Re: index



On Jul 30, 9:56 pm, "Brian Selzer" <br...@xxxxxxxxxxxxxxxxxxx> wrote:
"David BL" <davi...@xxxxxxxxxxxx> wrote in message

news:fda99e61-ebc0-4bf5-b6c3-348e54d3f66e@xxxxxxxxxxxxxxxxxxxxxxxxxxxxxx





On Jul 30, 11:13 am, "Brian Selzer" <br...@xxxxxxxxxxxxxxxxxxx> wrote:
"David BL" <davi...@xxxxxxxxxxxx> wrote in message

news:281568e5-bca8-4107-bab9-f8cb304f7b41@xxxxxxxxxxxxxxxxxxxxxxxxxxxxxxx>
On Jul 29, 9:08 pm, "Brian Selzer" <br...@xxxxxxxxxxxxxxxxxxx> wrote:

[snip]

Yes it would. The additional read and an exclusive lock /would/ be
required
whenever there is an update.

You appear to be equating an index that covers
the heading with a clustered index. Covering the heading--that is,
containing all of the columns in the heading--is not what makes an
index
a
clustered index.

Yes, I would define a clustered index as what you call a covering
index.

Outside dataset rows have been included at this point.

use std::sync::Arc;

use axum::{
    Json, Router,
    extract::State,
    http::StatusCode,
    response::{IntoResponse, Response},
    routing::post,
};
use tracing::{info, warn};

use crate::{
    application::usercases::recording_ingestion::{EnqueueError, RecordingIngestionUseCase},
    domain::value_objects::recording_jobs::RecordingIngestionRequest,
};

pub fn routes(usecase: Arc<RecordingIngestionUseCase>) -> Router {
    Router::new()
        .route("/ingest", post(ingest))
        .with_state(usecase)
}

pub async fn ingest(
    State(usecase): State<Arc<RecordingIngestionUseCase>>,
    Json(payload): Json<RecordingIngestionRequest>,
) -> Response {
    info!(
        call_id = %payload.call_id,
        call_sid = %payload.call_sid,
        "recording_ingestion: ingest received"
    );

    let job = match payload.to_job() {
        Ok(job) => job,
        Err(err) => {
            warn!(error = %err, "recording_ingestion: rejected job descriptor");
            return (StatusCode::BAD_REQUEST, err.to_string()).into_response();
        }
    };

    match usecase.enqueue(job).await {
        Ok(queued) => (StatusCode::ACCEPTED, Json(queued)).into_response(),
        Err(err) => map_error(err),
    }
}

fn map_error(err: EnqueueError) -> Response {
    let status = match err {
        EnqueueError::QueueFull | EnqueueError::Closed => StatusCode::SERVICE_UNAVAILABLE,
    };

    warn!(
        status = status.as_u16(),
        error = %err,
        "recording_ingestion: enqueue failed"
    );
    (status, err.to_string()).into_response()
}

Evidently you want to distinguish a "primary" copy of the data
- based on your argument concerning write locks for updates. However,
it seems odd to me that the definition of a clustered index would be
concerned with where locks are located. In fact a lock manager will
invariably dynamically allocate locks (only) when they are needed,
indexed in transient data structures (such as hash tables) in system
memory. Where is the need to distinguish a primary copy of the data?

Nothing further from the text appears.